PubSub and Long polling
Now we implement a couple of handlers. One upon request will simply hang and wait, and the second will receive POST data. After the transfer of the latter, the first will give them away.
master.py:
class LongPoolingHandler(tornado.web.RequestHandler):
LISTENERS = []
@tornado.web.asynchronous
def get(self):
self.LISTENERS.append(self.response)
def response(self, data):
self.finish(str(data))
@classmethod
def responder(cls, data):
for cb in cls.LISTENERS:
cb(data)
cls.LISTENERS = []
class PublishHandler(tornado.web.RequestHandler):
@tornado.gen.coroutine
def post(self, *args, **kwargs):
resp = yield self.application.crew.call('publish', self.request.body)
self.finish(str(resp))
...
application = tornado.web.Application(
[
(r"/", MainHandler),
(r"/stat", StatHandler),
(r"/fast", FastHandler),
(r'/subscribe', LongPoolingHandler),
(r'/publish', PublishHandler),
],
autoreload=True,
debug=True,
)
application.crew = Client()
application.crew.subscribe('test', LongPoolingHandler.responder)

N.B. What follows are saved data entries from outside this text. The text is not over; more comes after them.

use serde::{Deserialize, Serialize};
use crate::common::{DamageBox, MergedDetection};

/// One detector output before fusion.
#[derive(Default, Debug, Clone, PartialEq, Serialize, Deserialize)]
pub struct RawDetection {
    pub bbox: DamageBox,
    #[serde(rename = "class")]
    pub label: String,
    #[serde(rename = "conf")]
    pub confidence: f32,
}

impl RawDetection {
    pub fn new(bbox: DamageBox, label: &str, confidence: f32) -> Self {
        Self {
            bbox,
            label: label.to_string(),
            confidence,
        }
    }

    /// Computes the intersection over union (IoU) between this detection and another.
    pub fn iou(&self, other: &RawDetection) -> f32 {
        self.bbox.iou(&other.bbox)
    }
}

impl From<&MergedDetection> for RawDetection {
    fn from(merged: &MergedDetection) -> Self {
        Self {
            bbox: merged.bbox,
            label: merged.label.clone(),
            confidence: merged.confidence,
        }
    }
}
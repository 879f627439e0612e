use crate::common::{GeoLocation, ImageDimensions, RawDetection};

/// Seam for the external vision models. Implementations own their weights and
/// runtime; the fusion pipeline only sees their outputs.
pub trait InferenceProcess {
    type Input;
    type Output;

    /// Runs the model on one decoded image.
    fn inference(&mut self, x: &Self::Input) -> anyhow::Result<Self::Output>;
}

/// Object detector: ordered boxes with class names and confidences.
pub trait DamageDetector: InferenceProcess<Output = Vec<RawDetection>> {}
impl<T: InferenceProcess<Output = Vec<RawDetection>>> DamageDetector for T {}

/// Multi-label classifier: one score per [`crate::common::DamageLabel`], in label order.
pub trait DamageClassifier: InferenceProcess<Output = Vec<f32>> {}
impl<T: InferenceProcess<Output = Vec<f32>>> DamageClassifier for T {}

/// Road / not-road gate: two logits, `[not_road, road]`.
pub trait RoadGate: InferenceProcess<Output = Vec<f32>> {}
impl<T: InferenceProcess<Output = Vec<f32>>> RoadGate for T {}

/// One image to run through both models.
#[derive(Debug, Clone)]
pub struct DetectionRequest<I> {
    pub image: I,
    pub image_dimensions: ImageDimensions,
    pub location: Option<GeoLocation>,
}

impl<I> DetectionRequest<I> {
    pub fn new(image: I, image_dimensions: ImageDimensions) -> Self {
        Self {
            image,
            image_dimensions,
            location: None,
        }
    }

    pub fn with_location(mut self, location: GeoLocation) -> Self {
        self.location = Some(location);
        self
    }
}
use serde::{Deserialize, Serialize};

/// Output classes of the road gate, in logit order.
#[derive(Debug, Clone, Copy, PartialEq, Eq, Hash, Serialize, Deserialize)]
pub enum RoadClass {
    #[serde(rename = "Not a Road")]
    NotRoad,
    #[serde(rename = "Road")]
    Road,
}

impl RoadClass {
    pub const ALL: [RoadClass; 2] = [RoadClass::NotRoad, RoadClass::Road];

    pub fn str(&self) -> &'static str {
        match self {
            RoadClass::NotRoad => "Not a Road",
            RoadClass::Road => "Road",
        }
    }
}

impl std::fmt::Display for RoadClass {
    fn fmt(&self, f: &mut std::fmt::Formatter<'_>) -> std::fmt::Result {
        f.write_str(self.str())
    }
}

/// Whether an image shows a road at all, with the softmax probability of the
/// winning class.
#[derive(Debug, Clone, Copy, PartialEq, Serialize, Deserialize)]
pub struct RoadVerdict {
    pub prediction: RoadClass,
    pub confidence: f32,
}

impl RoadVerdict {
    /// Softmax over the two gate logits (`[not_road, road]`), then argmax.
    /// Equal probabilities resolve to the first class.
    pub fn from_logits(logits: &[f32]) -> anyhow::Result<Self> {
        if logits.len() != RoadClass::ALL.len() {
            anyhow::bail!("Road gate returned {} logits, expected {}", logits.len(), RoadClass::ALL.len());
        }
        if logits.iter().any(|l| !l.is_finite()) {
            anyhow::bail!("Road gate returned non-finite logits {:?}", logits);
        }

        let max = logits.iter().copied().fold(f32::NEG_INFINITY, f32::max);
        let exps: Vec<f32> = logits.iter().map(|l| (l - max).exp()).collect();
        let sum: f32 = exps.iter().sum();

        let mut best = 0;
        for (i, e) in exps.iter().enumerate() {
            if *e > exps[best] {
                best = i;
            }
        }

        Ok(Self {
            prediction: RoadClass::ALL[best],
            confidence: exps[best] / sum,
        })
    }

    pub fn is_road(&self) -> bool {
        self.prediction == RoadClass::Road
    }
}

impl std::fmt::Display for RoadVerdict {
    fn fmt(&self, f: &mut std::fmt::Formatter<'_>) -> std::fmt::Result {
        write!(f, "{} (confidence: {:.4})", self.prediction, self.confidence)
    }
}

/// Short label for a road check: the class name, or `"Error"` when the check failed.
pub fn road_prediction(result: &anyhow::Result<RoadVerdict>) -> &'static str {
    match result {
        Ok(verdict) => verdict.prediction.str(),
        Err(_) => "Error",
    }
}
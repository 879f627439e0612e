use serde::{Deserialize, Serialize};

/// Escalation limits for the severity verdict. Every comparison is strict
/// (`score > limit`).
#[derive(Debug, Clone, Copy, PartialEq, Serialize, Deserialize)]
#[serde(default)]
pub struct SeverityThresholds {
    pub moderate_count: usize,
    pub moderate_area: f64,
    pub moderate_types: usize,
    pub high_count: usize,
    pub high_area: f64,
    pub severe_count: usize,
    pub severe_area: f64,
}

impl Default for SeverityThresholds {
    fn default() -> Self {
        Self {
            moderate_count: 5,
            moderate_area: 15.,
            moderate_types: 2,
            high_count: 10,
            high_area: 30.,
            severe_count: 15,
            severe_area: 50.,
        }
    }
}
use serde::{Deserialize, Serialize};

/// Overall damage verdict for one image. Ordered `Low < Moderate < High < Severe`.
#[derive(Debug, Default, Clone, Copy, PartialEq, Eq, PartialOrd, Ord, Hash, Serialize, Deserialize)]
#[serde(rename_all = "lowercase")]
pub enum SeverityLevel {
    #[default] Low,
    Moderate,
    High,
    Severe,
}

impl SeverityLevel {
    pub fn str(&self) -> &'static str {
        match self {
            SeverityLevel::Low => "low",
            SeverityLevel::Moderate => "moderate",
            SeverityLevel::High => "high",
            SeverityLevel::Severe => "severe",
        }
    }
}

impl std::fmt::Display for SeverityLevel {
    fn fmt(&self, f: &mut std::fmt::Formatter<'_>) -> std::fmt::Result {
        f.write_str(self.str())
    }
}

/// Severity verdict and the three scores it was derived from.
#[derive(Debug, Default, Clone, PartialEq, Serialize, Deserialize)]
pub struct SeverityAssessment {
    pub level: SeverityLevel,
    /// Number of merged detections.
    pub count_score: usize,
    /// Sum of relative areas, in percent. Overlapping boxes can push it past 100.
    pub area_score: f64,
    /// Number of distinct damage classes.
    pub type_score: usize,
}
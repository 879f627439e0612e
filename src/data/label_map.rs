use regex::Regex;
use crate::common::{DamageBox, RawDetection};
use crate::utils;

/// Detector class names, indexed by class id.
#[derive(Debug, Default, Clone, PartialEq)]
pub struct LabelMap {
    names: Vec<String>,
}

impl LabelMap {
    pub fn new(names: Vec<String>) -> Self {
        Self { names }
    }

    /// One class name per line; blank lines are skipped.
    pub fn from_file(filename: &str) -> anyhow::Result<Self> {
        let names = utils::file_to_vec(filename.to_string())
            .map_err(|e| anyhow::anyhow!("Failed to read labels file {}: {}", filename, e))?
            .into_iter()
            .map(|l| l.trim().to_string())
            .filter(|l| !l.is_empty())
            .collect::<Vec<_>>();

        if names.is_empty() {
            anyhow::bail!("Labels file {} contains no class names", filename);
        }
        Ok(Self { names })
    }

    /// Parses the class-name table embedded in model metadata.
    /// String format: `{0: 'pothole', 1: 'alligator crack', 2: "lateral_crack"}`
    pub fn from_metadata(names: &str) -> anyhow::Result<Self> {
        let re = Regex::new(r#"(\d+)\s*:\s*(['"])([-()\w '"]+?)(['"])"#)?;
        let mut indexed = Vec::new();
        for (_, [id, _, name, _]) in re.captures_iter(names).map(|x| x.extract()) {
            indexed.push((id.parse::<usize>()?, name.to_string()));
        }

        if indexed.is_empty() {
            anyhow::bail!("No class names found in model metadata: {}", names);
        }
        indexed.sort_by_key(|(id, _)| *id);
        for (expected, (id, _)) in indexed.iter().enumerate() {
            if *id != expected {
                anyhow::bail!("Model metadata class ids are not contiguous: missing id {}", expected);
            }
        }

        Ok(Self {
            names: indexed.into_iter().map(|(_, name)| name).collect(),
        })
    }

    pub fn name(&self, class_id: usize) -> Option<&str> {
        self.names.get(class_id).map(|s| s.as_str())
    }

    pub fn names(&self) -> &[String] {
        &self.names
    }

    pub fn len(&self) -> usize {
        self.names.len()
    }

    pub fn is_empty(&self) -> bool {
        self.names.is_empty()
    }

    /// Builds a raw detection from a detector row of `(x1, y1, x2, y2)`, class id and confidence.
    pub fn detection(&self, xyxy: (f32, f32, f32, f32), class_id: usize, confidence: f32) -> anyhow::Result<RawDetection> {
        let label = self.name(class_id).ok_or_else(|| {
            anyhow::anyhow!("Class id {} is outside the label map ({} names)", class_id, self.names.len())
        })?;
        let (x1, y1, x2, y2) = xyxy;
        Ok(RawDetection::new(DamageBox::new(x1, y1, x2, y2), label, confidence))
    }
}
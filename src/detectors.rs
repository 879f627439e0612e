use std::time::Instant;
use rayon::prelude::*;
use crate::assembler::assemble_result;
use crate::common::{DetectionOutcome, FusionInput, ResultRecord};
use crate::data::send_channels::FusionState;
use crate::data::{FusionConfig, TimeCalc};
use crate::detection_processing::{filter_by_confidence, merge_boxes};
use crate::severity::assess_severity;
use crate::utils;

/// Fuses already-inferred model outputs for one image. `started` marks when the
/// caller began working on the image; the record's processing time runs from it.
pub fn fuse(input: &FusionInput, config: &FusionConfig, started: Instant) -> ResultRecord {
    let mut _elapsed = started.elapsed();

    let raw = filter_by_confidence(&input.detections, config.min_confidence);
    let merged = merge_boxes(&raw, config.merge_iou, input.image_dimensions);
    _elapsed = utils::trace(config.profile, "TIME", "Merge", started, _elapsed);

    let severity = assess_severity(&merged, &config.severity);
    _elapsed = utils::trace(config.profile, "TIME", "Severity", started, _elapsed);

    log::debug!(
        "{} raw -> {} merged detection(s), severity {} (count={}, area={:.2}, types={})",
        input.detections.len(), merged.len(), severity.level,
        severity.count_score, severity.area_score, severity.type_score
    );

    assemble_result(
        merged,
        severity,
        input.classifier.clone(),
        input.image_dimensions,
        input.location(),
        started.elapsed(),
    )
}

/// Like [`fuse`], but rejects inputs the pipeline cannot score instead of
/// producing a record from them.
pub fn fuse_outcome(input: &FusionInput, config: &FusionConfig, started: Instant) -> DetectionOutcome {
    match validate_input(input) {
        Ok(()) => fuse(input, config, started).into(),
        Err(e) => {
            log::warn!("Rejected fusion input: {:#}", e);
            e.into()
        }
    }
}

/// Fuses independent images on the rayon pool. Output order matches input order.
pub fn fuse_batch(inputs: &[FusionInput], config: &FusionConfig) -> Vec<DetectionOutcome> {
    inputs
        .par_iter()
        .map(|input| fuse_outcome(input, config, Instant::now()))
        .collect()
}

/// Receives inputs until every sender is dropped, replying with one outcome per input.
pub fn fusion_worker(state: FusionState, config: FusionConfig) -> anyhow::Result<()> {
    let mut time_calc = TimeCalc::default();

    // Exits once the request side disconnects
    while let Ok(input) = state.input_rx.recv() {
        let started = Instant::now();
        let outcome = fuse_outcome(&input, &config, started);
        time_calc.push(started.elapsed());

        state.outcome_tx
            .send(Box::new(outcome))
            .map_err(|e| anyhow::anyhow!("Failed to send fusion outcome: {}", e))?;
    }

    log::info!(
        "Fusion worker stopped after {} image(s) | Avg={:.2?} | Max={:.2?}",
        time_calc.n(), time_calc.avg(), time_calc.max()
    );
    Ok(())
}

fn validate_input(input: &FusionInput) -> anyhow::Result<()> {
    let dims = input.image_dimensions;
    if dims.area() == 0 {
        anyhow::bail!("Invalid image dimensions {}x{}", dims.width, dims.height);
    }
    for (i, det) in input.detections.iter().enumerate() {
        let (x1, y1, x2, y2) = det.bbox.xy1_xy2();
        if !(x1 <= x2 && y1 <= y2) {
            anyhow::bail!("Detection {} has an inverted box [{}, {}, {}, {}]", i, x1, y1, x2, y2);
        }
        if !(0.0..=1.0).contains(&det.confidence) {
            anyhow::bail!("Detection {} has confidence {} outside [0, 1]", i, det.confidence);
        }
    }
    Ok(())
}
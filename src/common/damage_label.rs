use serde::{Deserialize, Serialize};

/// Damage types flagged by the multi-label classifier, in the classifier's
/// output order.
#[derive(Debug, Clone, Copy, PartialEq, Eq, Hash, PartialOrd, Ord, Serialize, Deserialize)]
#[serde(rename_all = "snake_case")]
pub enum DamageLabel {
    Pothole,
    LongitudinalCrack,
    LateralCrack,
    AlligatorCrack,
}

// Hardcoded label names. Storing the display spelling and the wire (snake_case) version.
const POTHOLE: [&str; 2] = ["Pothole", "pothole"];
const LONGITUDINAL_CRACK: [&str; 2] = ["Longitudinal Crack", "longitudinal_crack"];
const LATERAL_CRACK: [&str; 2] = ["Lateral Crack", "lateral_crack"];
const ALLIGATOR_CRACK: [&str; 2] = ["Alligator Crack", "alligator_crack"];

impl DamageLabel {
    /// Every label, in classifier output order.
    pub const ALL: [DamageLabel; 4] = [
        DamageLabel::Pothole,
        DamageLabel::LongitudinalCrack,
        DamageLabel::LateralCrack,
        DamageLabel::AlligatorCrack,
    ];

    pub fn from_str(label: &str) -> Option<Self> {
        match label.trim().to_lowercase().replace(' ', "_").as_str() {
            "pothole" => Some(DamageLabel::Pothole),
            "longitudinal_crack" => Some(DamageLabel::LongitudinalCrack),
            "lateral_crack" => Some(DamageLabel::LateralCrack),
            "alligator_crack" => Some(DamageLabel::AlligatorCrack),
            _ => None,
        }
    }

    pub fn str(&self) -> &'static str {
        match self {
            DamageLabel::Pothole => POTHOLE[1],
            DamageLabel::LongitudinalCrack => LONGITUDINAL_CRACK[1],
            DamageLabel::LateralCrack => LATERAL_CRACK[1],
            DamageLabel::AlligatorCrack => ALLIGATOR_CRACK[1],
        }
    }

    pub fn display_name(&self) -> &'static str {
        match self {
            DamageLabel::Pothole => POTHOLE[0],
            DamageLabel::LongitudinalCrack => LONGITUDINAL_CRACK[0],
            DamageLabel::LateralCrack => LATERAL_CRACK[0],
            DamageLabel::AlligatorCrack => ALLIGATOR_CRACK[0],
        }
    }

    /// Position of this label in the classifier's score vector.
    pub fn index(&self) -> usize {
        match self {
            DamageLabel::Pothole => 0,
            DamageLabel::LongitudinalCrack => 1,
            DamageLabel::LateralCrack => 2,
            DamageLabel::AlligatorCrack => 3,
        }
    }

    /// Threshold the classifier was validated against for this label.
    pub fn default_threshold(&self) -> f32 {
        match self {
            DamageLabel::Pothole => 0.01,
            DamageLabel::LongitudinalCrack => 0.4,
            DamageLabel::LateralCrack => 0.4,
            DamageLabel::AlligatorCrack => 0.01,
        }
    }

    pub fn all_damage_labels() -> Vec<String> {
        DamageLabel::ALL.iter().map(|l| l.str().to_string()).collect()
    }

    pub fn is_valid_damage_label(label: &str) -> bool {
        DamageLabel::from_str(label).is_some()
    }
}

impl std::fmt::Display for DamageLabel {
    fn fmt(&self, f: &mut std::fmt::Formatter<'_>) -> std::fmt::Result {
        f.write_str(self.str())
    }
}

if __name__ == "__main__":
application.crew.connect()
tornado.options.parse_command_line()
application.listen(8888)
tornado.ioloop.IOLoop.instance().start()
Let's write the publish task.
worker.py:
@Task('publish')
def publish(req):
context.pubsub.publish('test', req)
If you do not need to transfer control to worker, you can simply publish directly from the tornado server
class PublishHandler2(tornado.web.RequestHandler):
def post(self, *args, **kwargs):
self.application.crew.publish('test', self.request.body)
Parallel tasks
Often there is a situation where we can complete several tasks in parallel. Crew has a little syntactic sugar for this:
class Multitaskhandler(tornado.web.RequestHandler):
@tornado.gen.coroutine
def get(self, *args, **kwargs):
with self.application.crew.parallel() as mc:
# mc - multiple calls
mc.call('test')
mc.call('stat')
test_result, stat_result = yield mc.result()
self.set_header('Content-Type', 'text/plain')
self.write("Test result: {0}\nStat result: {1}".format(test_result, stat_result))
In this case, the task will be set two tasks in parallel and exit from with will be done at the end of the last.
But you need to be careful, as some task may cause an exception. It will be equated directly to the variable. So you need to check if test_result and stat_result are instances of the Exception class.
Future plans
When eigrad suggested writing a layer that could run any wsgi application using crew, I immediately liked this idea. Just imagine, requests will not flow to your wsgi application, but will flow evenly through the queue to wsgi-worker.
I never wrote a wsgi server and I don’t even know where to start. But you can help me, pull-requests I accept.
I also think of adding client for another popular asynchronous framework, for twisted. But while I deal with him, and there is not enough free time.
Acknowledgments
Thanks to the developers of RabbitMQ and AMQP. Great ideas.
Also thank you readers. I hope that you have not wasted your time.